Birkaç kötü 3D animasyon ve muhtemelen sahnelenmiş birkaç fotoğraf (üzerinde birkaç koruyucu yelek ve kalaşnikof bulunan) Almanya’daki gazetecilerin bir hastaneyi hedef almasına yetmişti. İsrail ordusu 15 Kasım’dan itibaren hastaneye saldırdığında muhtemelen yüzlerce insan öldü. Görgü tanıkları, askerlerin hastane hastalarını ve çalışanlarını infaz ettiğini bildirdi. Gazze Şeridi’nin bir zamanlar en büyük hastanesinden geriye İsrail ordusu sadece enkaz bıraktı.

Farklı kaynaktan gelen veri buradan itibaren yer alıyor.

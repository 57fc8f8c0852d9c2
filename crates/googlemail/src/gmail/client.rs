//! Gmail API HTTP client
//!
//! Implements [`MailService`] over the Gmail REST API.
//! Uses synchronous HTTP (ureq) so calls can run directly on dispatch workers.

use log::debug;
use rand::Rng;
use serde::de::DeserializeOwned;
use std::sync::Arc;
use std::time::Duration;
use ureq::http::Response;
use ureq::{Agent, Body};
use url::form_urlencoded;

use super::api::{
    ApiErrorEnvelope, AttachmentBody, Delegate, GmailMessage, GmailThread, ListDelegatesResponse,
    ListLabelsResponse, ListMessagesResponse, SendMessageRequest,
};
use super::{MailService, MessageFormat};
use crate::auth::Authenticator;
use crate::config::Settings;
use crate::error::{GmailError, Result};
use crate::models::{MessageId, ThreadId};

/// Gmail API client bound to one authenticator
pub struct GmailClient {
    agent: Agent,
    auth: Arc<dyn Authenticator>,
    max_retries: u32,
}

impl GmailClient {
    /// Gmail API base URL
    const BASE_URL: &'static str = "https://gmail.googleapis.com/gmail/v1";

    /// Create a new Gmail client
    pub fn new(auth: Arc<dyn Authenticator>, settings: &Settings) -> Self {
        Self {
            agent: build_agent(settings.request_timeout()),
            auth,
            max_retries: settings.max_retries,
        }
    }

    fn user_url(user_id: &str, path: &str) -> String {
        format!(
            "{}/users/{}/{}",
            Self::BASE_URL,
            urlencoding::encode(user_id),
            path
        )
    }

    fn bearer(&self) -> Result<String> {
        Ok(format!("Bearer {}", self.auth.access_token()?))
    }

    fn get_json<T: DeserializeOwned>(&self, url: &str, context: &'static str) -> Result<T> {
        self.with_retry(context, || {
            let response = self
                .agent
                .get(url)
                .header("Authorization", &self.bearer()?)
                .call()
                .map_err(GmailError::http(context))?;
            read_json(response, context)
        })
    }

    /// Run an idempotent request with exponential backoff retry
    fn with_retry<T>(&self, context: &str, request: impl FnMut() -> Result<T>) -> Result<T> {
        retry(context, self.max_retries, INITIAL_BACKOFF, request)
    }
}

/// First retry delay; doubles after every further failure
const INITIAL_BACKOFF: Duration = Duration::from_millis(100);

/// Call `request` up to `max_attempts` times while it fails with a retryable error
fn retry<T>(
    context: &str,
    max_attempts: u32,
    initial_delay: Duration,
    mut request: impl FnMut() -> Result<T>,
) -> Result<T> {
    let mut delay = initial_delay;
    let mut attempt = 1;

    loop {
        match request() {
            Ok(value) => return Ok(value),
            Err(e) if e.is_retryable() && attempt < max_attempts => {
                debug!("{} (attempt {}/{}): {}", context, attempt, max_attempts, e);
                let max_jitter = delay.as_millis().min(100) as u64;
                let jitter = Duration::from_millis(rand::thread_rng().gen_range(0..=max_jitter));
                std::thread::sleep(delay + jitter);
                delay *= 2;
                attempt += 1;
            }
            Err(e) => return Err(e),
        }
    }
}

impl MailService for GmailClient {
    fn list_messages(
        &self,
        user_id: &str,
        query: &str,
        page_token: Option<&str>,
        include_spam_trash: bool,
    ) -> Result<ListMessagesResponse> {
        let mut params = form_urlencoded::Serializer::new(String::new());
        params.append_pair("q", query);
        params.append_pair("maxResults", "500");
        params.append_pair("includeSpamTrash", if include_spam_trash { "true" } else { "false" });
        if let Some(token) = page_token {
            params.append_pair("pageToken", token);
        }

        let url = format!("{}?{}", Self::user_url(user_id, "messages"), params.finish());
        self.get_json(&url, "Failed to list messages")
    }

    fn get_message(
        &self,
        user_id: &str,
        id: &MessageId,
        format: MessageFormat,
    ) -> Result<GmailMessage> {
        let url = format!(
            "{}?format={}",
            Self::user_url(user_id, &format!("messages/{}", urlencoding::encode(id.as_str()))),
            format.as_str()
        );
        self.get_json(&url, "Failed to get message")
    }

    fn get_thread(&self, user_id: &str, id: &ThreadId) -> Result<GmailThread> {
        let url = format!(
            "{}?format=full",
            Self::user_url(user_id, &format!("threads/{}", urlencoding::encode(id.as_str())))
        );
        self.get_json(&url, "Failed to get thread")
    }

    fn get_attachment(
        &self,
        user_id: &str,
        message_id: &MessageId,
        attachment_id: &str,
    ) -> Result<AttachmentBody> {
        let url = Self::user_url(
            user_id,
            &format!(
                "messages/{}/attachments/{}",
                urlencoding::encode(message_id.as_str()),
                urlencoding::encode(attachment_id)
            ),
        );
        self.get_json(&url, "Failed to get attachment")
    }

    fn send_message(&self, user_id: &str, raw: &str) -> Result<GmailMessage> {
        const CONTEXT: &str = "Failed to send message";
        let url = Self::user_url(user_id, "messages/send");

        // Not retried: a timed-out send may still have been delivered.
        let response = self
            .agent
            .post(&url)
            .header("Authorization", &self.bearer()?)
            .send_json(&SendMessageRequest { raw })
            .map_err(GmailError::http(CONTEXT))?;
        read_json(response, CONTEXT)
    }

    fn list_delegates(&self, user_id: &str) -> Result<ListDelegatesResponse> {
        let url = Self::user_url(user_id, "settings/delegates");
        self.get_json(&url, "Failed to list delegates")
    }

    fn create_delegate(&self, user_id: &str, delegate_email: &str) -> Result<Delegate> {
        const CONTEXT: &str = "Failed to create delegate";
        let url = Self::user_url(user_id, "settings/delegates");
        let body = Delegate {
            delegate_email: delegate_email.to_string(),
            verification_status: None,
        };

        let response = self
            .agent
            .post(&url)
            .header("Authorization", &self.bearer()?)
            .send_json(&body)
            .map_err(GmailError::http(CONTEXT))?;
        read_json(response, CONTEXT)
    }

    fn delete_delegate(&self, user_id: &str, delegate_email: &str) -> Result<()> {
        const CONTEXT: &str = "Failed to delete delegate";
        let url = Self::user_url(
            user_id,
            &format!("settings/delegates/{}", urlencoding::encode(delegate_email)),
        );

        let response = self
            .agent
            .delete(&url)
            .header("Authorization", &self.bearer()?)
            .call()
            .map_err(GmailError::http(CONTEXT))?;
        check_status(response).map(|_| ())
    }

    fn list_labels(&self, user_id: &str) -> Result<ListLabelsResponse> {
        let url = Self::user_url(user_id, "labels");
        self.get_json(&url, "Failed to list labels")
    }
}

/// Build an agent that reports non-2xx statuses as responses
///
/// The error body carries the service's message, so statuses are checked
/// by [`check_status`] rather than turned into bare status-code errors.
pub(crate) fn build_agent(timeout: Duration) -> Agent {
    Agent::config_builder()
        .timeout_global(Some(timeout))
        .http_status_as_error(false)
        .build()
        .into()
}

/// Pass successful responses through, convert the rest to [`GmailError::Api`]
pub(crate) fn check_status(mut response: Response<Body>) -> Result<Response<Body>> {
    let status = response.status();
    if status.is_success() {
        return Ok(response);
    }

    let body = response.body_mut().read_to_string().unwrap_or_default();
    Err(api_error(
        status.as_u16(),
        status.canonical_reason().unwrap_or("request failed"),
        &body,
    ))
}

fn read_json<T: DeserializeOwned>(response: Response<Body>, context: &'static str) -> Result<T> {
    let mut response = check_status(response)?;
    response
        .body_mut()
        .read_json()
        .map_err(GmailError::http(context))
}

/// Decode Google's error envelope, falling back to the raw body
fn api_error(status: u16, reason: &str, body: &str) -> GmailError {
    match serde_json::from_str::<ApiErrorEnvelope>(body) {
        Ok(envelope) => {
            let details = envelope
                .error
                .errors
                .unwrap_or_default()
                .into_iter()
                .filter_map(|item| match (item.reason, item.message) {
                    (Some(reason), Some(message)) => Some(format!("{}: {}", reason, message)),
                    (Some(text), None) | (None, Some(text)) => Some(text),
                    (None, None) => None,
                })
                .collect::<Vec<_>>()
                .join("; ");

            let message = if envelope.error.message.is_empty() {
                reason.to_string()
            } else {
                envelope.error.message
            };

            GmailError::Api {
                status,
                message,
                details: (!details.is_empty()).then_some(details),
            }
        }
        Err(_) => {
            let trimmed = body.trim();
            GmailError::Api {
                status,
                message: if trimmed.is_empty() {
                    reason.to_string()
                } else {
                    trimmed.to_string()
                },
                details: None,
            }
        }
    }
}
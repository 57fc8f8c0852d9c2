//! Message export

use log::info;
use std::collections::BTreeMap;

use super::Mailbox;
use crate::error::{GmailError, Result};
use crate::gmail::{MailService, MessageFormat, decode_base64url, extract_body, header_map};
use crate::models::{EmailAddress, ExportedMessage, MessageBody, MessageId, ThreadId};

impl<S: MailService> Mailbox<S> {
    /// Export the message with this RFC 822 `Message-ID`
    ///
    /// Collects the raw RFC 822 bytes, the parsed headers and bodies, and
    /// the attachments of every message in its thread.
    pub fn export_message(&self, rfc822_msg_id: &str) -> Result<ExportedMessage> {
        let found = self.find_message(rfc822_msg_id)?;
        let id = MessageId::new(found.id);

        let full = self
            .service
            .get_message(&self.user_email, &id, MessageFormat::Full)?;
        let raw = self
            .service
            .get_message(&self.user_email, &id, MessageFormat::Raw)?
            .raw
            .ok_or_else(|| GmailError::NotFound(format!("raw content of message {}", id)))?;
        let data = decode_base64url(&raw)?;

        let (headers, body) = match &full.payload {
            Some(payload) => (header_map(payload), extract_body(payload)?),
            None => (BTreeMap::new(), MessageBody::default()),
        };
        let thread_id = ThreadId::new(full.thread_id.as_str());
        let attachments = self.get_thread_attachments(&thread_id)?;

        let header = |name: &str| lookup(&headers, name);
        let date = header("Date").map(str::to_string);
        let from = header("From").map(EmailAddress::parse);
        let reply_to = header("Reply-To").map(EmailAddress::parse);
        let subject = header("Subject").unwrap_or_default().to_string();
        let to = header("To").map(EmailAddress::parse_list).unwrap_or_default();
        let cc = header("Cc").map(EmailAddress::parse_list).unwrap_or_default();
        let bcc = header("Bcc").map(EmailAddress::parse_list).unwrap_or_default();

        let exported = ExportedMessage {
            id,
            thread_id,
            label_ids: full.label_ids.unwrap_or_default(),
            data,
            headers,
            date,
            from,
            reply_to,
            subject,
            to,
            cc,
            bcc,
            body,
            attachments,
        };

        info!(
            "{}: exported message {} ({} bytes, {} attachments)",
            self.user_email,
            exported.id,
            exported.data.len(),
            exported.attachments.len()
        );
        Ok(exported)
    }
}

/// Case-insensitive header lookup
fn lookup<'a>(headers: &'a BTreeMap<String, String>, name: &str) -> Option<&'a str> {
    headers
        .iter()
        .find(|(k, _)| k.eq_ignore_ascii_case(name))
        .map(|(_, v)| v.as_str())
}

Şifa Hastanesi’nde yaşanan, iyi belgelenmiş dehşet verici gerçekler, Dünya Sağlık Örgütü’nün hastanenin girişinde bulduğu toplu mezar gibi olaylar, Alman medyasında neredeyse hiç yer almadı. İsrail ordusu, hayali “terör kliniği” üzerindeki gerçek terörünü uygularken, çoğu medya kuruluşu çoktan bir sonraki “Hamas komuta merkezine” geçmişti.

Alman medyasının o dönemde bıraktığı miras, sadece yıkılmış bir hastane ve sayısız ölü değildi. Yaptıkları haberlerle, mümkün olanın sınırlarını da değiştirdiler. Daha önceki savaşlarda, Orta Doğu’da veya başka yerlerde hastaneler tartışmasız bir şekilde korunması gereken yerler olarak kabul edilirken ve onlara yönelik her saldırı savaş suçu olarak görülürken, artık bu görüş kamuoyunda tartışılır hâle geldi. Hastanelere saldırı konusu, mutlak bir tabu olmaktan çıkarak “Pro ve Contra” (Lehte ve Aleyhte) bir tartışma hâline geldi. Sonunda bu tür saldırılar o kadar sıradanlaştı ki artık kimse onları sorgulamaz oldu. Birleşmiş Milletler, 10 Ekim 2024’te yayınladığı kapsamlı bir raporda, İsrail’in Gazze Şeridi’ndeki sağlık sistemini yok etmeye yönelik bilinçli bir politika yürüttüğünü belirtti. Ancak bu rapor, hastanelerdeki “Hamas komuta merkezleri” ile ilgili sayısız sahte habere nazaran medyada neredeyse hiç ilgi görmedi.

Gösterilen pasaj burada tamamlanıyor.